I know of no other mathematical software that more closely approaches the feel of working on a blackboard, or the back of an envelope, than Mathcad. Maths for a wide range of applied purposes can be ‘scribbled’ down, played with, manipulated, until the desired results are reached, tidied up, arranged with documentation of process written into the flow, then expanded with text as required. Looked at another way, with its free-form placement of mathematics and text zones it also feels uniquely like a word processor. Focussing on applied use, particularly as a dispersed tool in organisations and with an emphasis on engineering, intuitive communication and collaboration are its unique strengths.
Having missed out on a couple of upgrade cycles, not to mention a transfer of ownership (to Parametric Technology Corporation, PTC, just over a year ago) I was interested to see what had happened to it. What I found was an application quietly, but very effectively, redesigned to strip away nonessentials, refine the interface and emphasise those core qualities.

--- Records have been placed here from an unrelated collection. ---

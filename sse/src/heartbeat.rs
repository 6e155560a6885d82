use crate::message::Frame;
use events::{local_time_of_day, EventPublisher, LoginEvent};
use log::*;
use std::sync::atomic::{AtomicBool, AtomicUsize, Ordering};
use std::sync::Arc;
use std::time::Duration;
use tokio::sync::mpsc::UnboundedSender;
use tokio::task::JoinHandle;
use tokio::time::{interval_at, Instant, MissedTickBehavior};

/// Login-event publishing performed on each heartbeat tick, before the
/// heartbeat line is written.
#[derive(Clone)]
pub struct TickPublisher {
    pub publisher: EventPublisher,
    pub username: String,
}

struct HeartbeatState {
    released: AtomicBool,
    live: Arc<AtomicUsize>,
}

impl HeartbeatState {
    fn release(&self) -> bool {
        if self.released.swap(true, Ordering::SeqCst) {
            return false;
        }
        self.live.fetch_sub(1, Ordering::SeqCst);
        true
    }

    fn is_released(&self) -> bool {
        self.released.load(Ordering::SeqCst)
    }
}

/// A session's periodic timer.
///
/// Counts itself in `live` from start until it is cancelled, dropped, or stops
/// on its own because its output is gone.
pub struct Heartbeat {
    task: JoinHandle<()>,
    state: Arc<HeartbeatState>,
}

impl Heartbeat {
    /// Start ticking. The first tick fires one full `period` after start.
    pub fn start(
        sender: UnboundedSender<Frame>,
        period: Duration,
        tick_publisher: Option<TickPublisher>,
        live: Arc<AtomicUsize>,
    ) -> Self {
        live.fetch_add(1, Ordering::SeqCst);
        let state = Arc::new(HeartbeatState {
            released: AtomicBool::new(false),
            live,
        });

        let first_tick = Instant::now() + period;
        let task_state = state.clone();
        let task = tokio::spawn(async move {
            let mut ticker = interval_at(first_tick, period);
            ticker.set_missed_tick_behavior(MissedTickBehavior::Delay);

            loop {
                ticker.tick().await;
                if task_state.is_released() {
                    break;
                }

                if let Some(tick) = &tick_publisher {
                    tick.publisher
                        .publish(LoginEvent::generate(&tick.username))
                        .await;
                    // Publishing yields; the session may have closed meanwhile.
                    if task_state.is_released() {
                        break;
                    }
                }

                if sender.send(Frame::heartbeat(local_time_of_day())).is_err() {
                    debug!("Heartbeat output closed, stopping timer");
                    task_state.release();
                    break;
                }
            }
        });

        Self { task, state }
    }

    /// Stop the timer. Returns `true` only for the call that released it.
    pub fn cancel(&self) -> bool {
        self.task.abort();
        self.state.release()
    }

    pub fn is_cancelled(&self) -> bool {
        self.state.is_released()
    }
}

impl Drop for Heartbeat {
    fn drop(&mut self) {
        self.cancel();
    }
}

#[cfg(test)]
mod tests {
    use super::*;
    use async_trait::async_trait;
    use events::EventHandler;
    use tokio::sync::mpsc;

    #[derive(Default)]
    struct CountingHandler {
        count: AtomicUsize,
    }

    #[async_trait]
    impl EventHandler for CountingHandler {
        async fn handle(&self, _event: &LoginEvent) {
            self.count.fetch_add(1, Ordering::SeqCst);
        }
    }

    #[tokio::test(start_paused = true)]
    async fn test_first_tick_is_one_period_after_start() {
        let live = Arc::new(AtomicUsize::new(0));
        let (tx, mut rx) = mpsc::unbounded_channel();
        let heartbeat = Heartbeat::start(tx, Duration::from_millis(1000), None, live);

        // The task has not run yet when the clock moves.
        tokio::time::advance(Duration::from_millis(1000)).await;
        tokio::task::yield_now().await;

        assert!(matches!(rx.try_recv(), Ok(Frame::Heartbeat { .. })));
        drop(heartbeat);
    }

    #[tokio::test(start_paused = true)]
    async fn test_released_timer_publishes_nothing_on_a_late_tick() {
        let live = Arc::new(AtomicUsize::new(0));
        let handler = Arc::new(CountingHandler::default());
        let tick_publisher = TickPublisher {
            publisher: EventPublisher::new().with_handler(handler.clone()),
            username: "Alexander".to_string(),
        };
        let (tx, mut rx) = mpsc::unbounded_channel();
        let heartbeat = Heartbeat::start(
            tx,
            Duration::from_millis(100),
            Some(tick_publisher),
            live.clone(),
        );

        // Released by another thread while the task itself keeps running.
        assert!(heartbeat.state.release());
        tokio::time::advance(Duration::from_millis(500)).await;
        tokio::task::yield_now().await;

        assert_eq!(handler.count.load(Ordering::SeqCst), 0);
        assert!(rx.recv().await.is_none());
        assert_eq!(live.load(Ordering::SeqCst), 0);
    }

    #[tokio::test(start_paused = true)]
    async fn test_heartbeat_writes_once_per_period() {
        let live = Arc::new(AtomicUsize::new(0));
        let (tx, mut rx) = mpsc::unbounded_channel();
        let heartbeat = Heartbeat::start(tx, Duration::from_millis(1000), None, live.clone());
        assert_eq!(live.load(Ordering::SeqCst), 1);

        let start = Instant::now();
        let first = rx.recv().await.unwrap();
        assert!(matches!(first, Frame::Heartbeat { .. }));
        assert_eq!(start.elapsed(), Duration::from_millis(1000));

        let second = rx.recv().await.unwrap();
        assert!(matches!(second, Frame::Heartbeat { .. }));
        assert_eq!(start.elapsed(), Duration::from_millis(2000));

        drop(heartbeat);
    }

    #[tokio::test(start_paused = true)]
    async fn test_cancel_is_idempotent_and_stops_writes() {
        let live = Arc::new(AtomicUsize::new(0));
        let (tx, mut rx) = mpsc::unbounded_channel();
        let heartbeat = Heartbeat::start(tx, Duration::from_millis(100), None, live.clone());

        assert!(heartbeat.cancel());
        assert!(!heartbeat.cancel());
        assert!(heartbeat.is_cancelled());
        assert_eq!(live.load(Ordering::SeqCst), 0);

        // Once the aborted task is gone its sender is dropped with it.
        assert!(rx.recv().await.is_none());
    }

    #[tokio::test(start_paused = true)]
    async fn test_heartbeat_stops_itself_when_output_is_gone() {
        let live = Arc::new(AtomicUsize::new(0));
        let (tx, rx) = mpsc::unbounded_channel();
        let heartbeat = Heartbeat::start(tx, Duration::from_millis(100), None, live.clone());
        drop(rx);

        tokio::time::sleep(Duration::from_millis(150)).await;

        assert!(heartbeat.is_cancelled());
        assert_eq!(live.load(Ordering::SeqCst), 0);
        assert!(!heartbeat.cancel());
        assert_eq!(live.load(Ordering::SeqCst), 0);
    }
}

Starting on the inside and working outwards, the solvers and symbolic capability have both seen extension. Significant work on the solvers focuses on ordinary differential equations (ODE) handling with a state space addition backed up by improvements to capacity, behaviour, and usability. Symbolic development supports the same thrust with vector analysis refinements, Jacobian matrices and a gradient operator being among the range of new additions and progressions. This all works well, and with the smoothness visible throughout the package as a whole. On the output front, there are incremental plotting additions.
Documentation and transparency, always a central Mathcad concern, have been further developed. Search and replace are extended to hidden regions (optionally – like text and math regions, the search may be switched on or off), and denotative documentation within math regions gains keyword-controlled explicit results checking of symbolics. Colour-coded pairwise document comparison has arrived, well designed and implemented, with each region (whether differing or not) popping out in both windows as the mouse passes over it and highlight focus stepping through from difference to difference. Language handling (I mean natural, not mathematical or programming, language) gains Unicode throughout and benefits from PTC’s standard nine localisation options.
For existing users of release 12 or 13 the move to XML file format, with all the usual advantages, will not be news, but it’s worth mentioning for those (like me) whose experience is of older versions. So is the ease and quality of saves to HTML or RTF. The RTF files produced are designed specifically for Microsoft Word, where they perfectly reproduce the work done; the flip side of this is that if you use a different word processor, the results are less predictable (in WordPerfect I can’t read them at all), but this probably reflects the best balance of reality for most users.
I have some minor interface criticisms - not earth shattering, but attention to them would ice the cake. One is the fact that widely accepted Windows formatting keystrokes like Ctrl+I (for italic) and Ctrl+B (bold) don’t work; you have to click the toolbar buttons instead. In an environment so successfully emulating a word processor, this breaks the otherwise smooth workflow. I’d also like to see middle mouse click scroll mode supported - the scroll wheel works just fine, but pressing and dragging doesn’t.
Despite those criticisms, this is a definite step up: a cleaner, better, more capable version of good maths processing environment which strikes a unique balance between the requirements of computer algebra and rich semantic content for applied working environments.